In a study that dealt with remembering to make a telephone call, volunteers aged 65-75 did better than a group of college students. Only one person forgot to call in the older group, while 14 college students did not call. This seems to be the result of older people organizing their lives a little better. They learn to rely on memory aids like writing notes to themselves. Younger people tend to be "a little cocky" about their memories, but they are more likely than older people to complain about remembering things. Most commonly, they complain about forgetting things they had promised to do.
"There is a tendency for those who trust their memories and make comments such as 'I've got an internal alarm" to be more likely to miss an appointment."
As long as we organize things to fit our natural habits, we can remember them well. Even though some people seem to have haphazard piles of books and papers on their desks – if it fits their scheme of organization – they will typically be able to find what they want.
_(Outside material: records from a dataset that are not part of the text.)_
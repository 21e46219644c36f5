pub mod fs_store;
pub mod memory;
pub mod traits;

pub use fs_store::*;
pub use memory::*;
pub use traits::*;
Sometimes what is viewed as a memory problem really involves perception. Many of us misplace something only to find it later. Often you find it in a place where you had previously looked, but you did not even notice it the previous times. This failure to notice "lost" objects is more frequent with older people. This suggests that perceptual deficiencies occurring with aging may cause elderly people to think that their memory is worse than it actually is. As on older researcher comments –
"When I look in a file and can't find what should be there, I always go back and look again. If I find that I missed something the first time because it didn't look the way I expected it to, I saw it, but I didn't recognize it."
Much of our forgetting occurs when we get nervous. A psychologist verified this by using tape-recorded conversations with his clients. Before forgetting, most clients demonstrated signs of increased nervousness. In two-thirds of the instances, they remembered the forgotten thought with a minute. However, if they couldn't remember within two minutes, they rarely remembered the thought at all.
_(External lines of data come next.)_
use osw_core::{ChangeId, Checkpoint, RunStatus};
use thiserror::Error;

/// A checkpoint write that does not durably land must stop the run: the
/// orchestrator may not advance past a stage it cannot prove completed.
#[derive(Debug, Error)]
pub enum StatusError {
    #[error("checkpoint io for '{change_id}': {source}")]
    Io {
        change_id: String,
        #[source]
        source: std::io::Error,
    },
    #[error("checkpoint for '{change_id}' is corrupt: {source}")]
    Corrupt {
        change_id: String,
        #[source]
        source: serde_json::Error,
    },
}

pub trait StatusStore: Send + Sync {
    /// Atomic overwrite; readers never observe a partial record.
    fn save(&self, checkpoint: &Checkpoint) -> Result<(), StatusError>;

    fn load(&self, change_id: &ChangeId) -> Result<Option<Checkpoint>, StatusError>;

    fn delete(&self, change_id: &ChangeId) -> Result<(), StatusError>;
}

/// A checkpoint left in `InProgress` belongs to a run whose process died
/// (this process has not started any stages yet), so it is resumable.
pub fn is_incomplete(checkpoint: &Checkpoint) -> bool {
    checkpoint.status == RunStatus::InProgress
}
In everyday life, researchers have problems in studying memory. They cannot merely ask people how good their memory is. Those who have excellent memories are so bothered by their few lapses that they exaggerate their frequency of forgetting. On the other hand, people with poorer memories tend not to report it, because they forget that they have forgotten. So – if you are one of those who worry about your memory lapses – wait a while. Maybe you'll forget about your memory lapses too!
* Adapted from Daniel Coleman's "Forgetfulness Is Seen Causing More Worry Than It Should," The New York Times, July 1, 1986.